_PROVIDED RECORDS_
------

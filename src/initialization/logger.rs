//! Logger initialization.
//!
//! This module provides functions to initialize the logger with custom formatting.

use std::io::Write;

use crate::config::LogFormat;
use crate::error_handling::InitializationError;
use colored::*;
use log::LevelFilter;

/// Initializes the logger with the specified level and format.
///
/// Configures `env_logger` with custom formatting. Supports both plain text
/// (with colors and emojis) and JSON formats for structured logging.
///
/// `RUST_LOG` is read first; the `level` argument then overrides it for this
/// crate and as the global default.
///
/// # Errors
///
/// Returns `InitializationError::LoggerError` if a logger is already installed.
///
/// # Examples
///
/// ```bash
/// # Per-module filtering via RUST_LOG
/// RUST_LOG=profile_check=debug,reqwest=info profile_check analyze github.com/octocat
/// ```
pub fn init_logger_with(level: LevelFilter, format: LogFormat) -> Result<(), InitializationError> {
    let mut builder = env_logger::Builder::from_default_env();

    builder.filter_level(level);
    builder.filter_module("reqwest", LevelFilter::Info);
    builder.filter_module("hyper", LevelFilter::Info);
    builder.filter_module("hyper_util", LevelFilter::Info);
    builder.filter_module("profile_check", level);

    match format {
        LogFormat::Json => {
            builder.format(|buf, record| {
                writeln!(
                    buf,
                    "{{\"ts\":{},\"level\":\"{}\",\"target\":\"{}\",\"msg\":{}}}",
                    chrono::Utc::now().timestamp_millis(),
                    record.level(),
                    record.target(),
                    serde_json::to_string(&record.args().to_string())
                        .unwrap_or_else(|_| "\"\"".into())
                )
            });
        }
        LogFormat::Plain => {
            builder.format(|buf, record| {
                let level = record.level();
                let colored_level = match level {
                    log::Level::Error => level.to_string().red(),
                    log::Level::Warn => level.to_string().yellow(),
                    log::Level::Info => level.to_string().green(),
                    log::Level::Debug => level.to_string().blue(),
                    log::Level::Trace => level.to_string().purple(),
                };

                let emoji = match level {
                    log::Level::Error => "❌",
                    log::Level::Warn => "⚠️",
                    log::Level::Info => "✔️",
                    log::Level::Debug => "🔍",
                    log::Level::Trace => "🔬",
                };

                writeln!(
                    buf,
                    "{} {} [{}] {}",
                    emoji,
                    record.target().cyan(),
                    colored_level,
                    record.args()
                )
            });
        }
    }

    // Logs go to stderr so JSON results on stdout stay machine-readable
    builder.target(env_logger::Target::Stderr);
    builder.try_init().map_err(InitializationError::from)?;

    Ok(())
}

------

_ACTION ITEM_
Copy out, from the material above, each line where the word "Trace" is present.

_OUTPUT FOR THIS EXERCISE_
                    log::Level::Trace => level.to_string().purple(),
                    log::Level::Trace => "🔬",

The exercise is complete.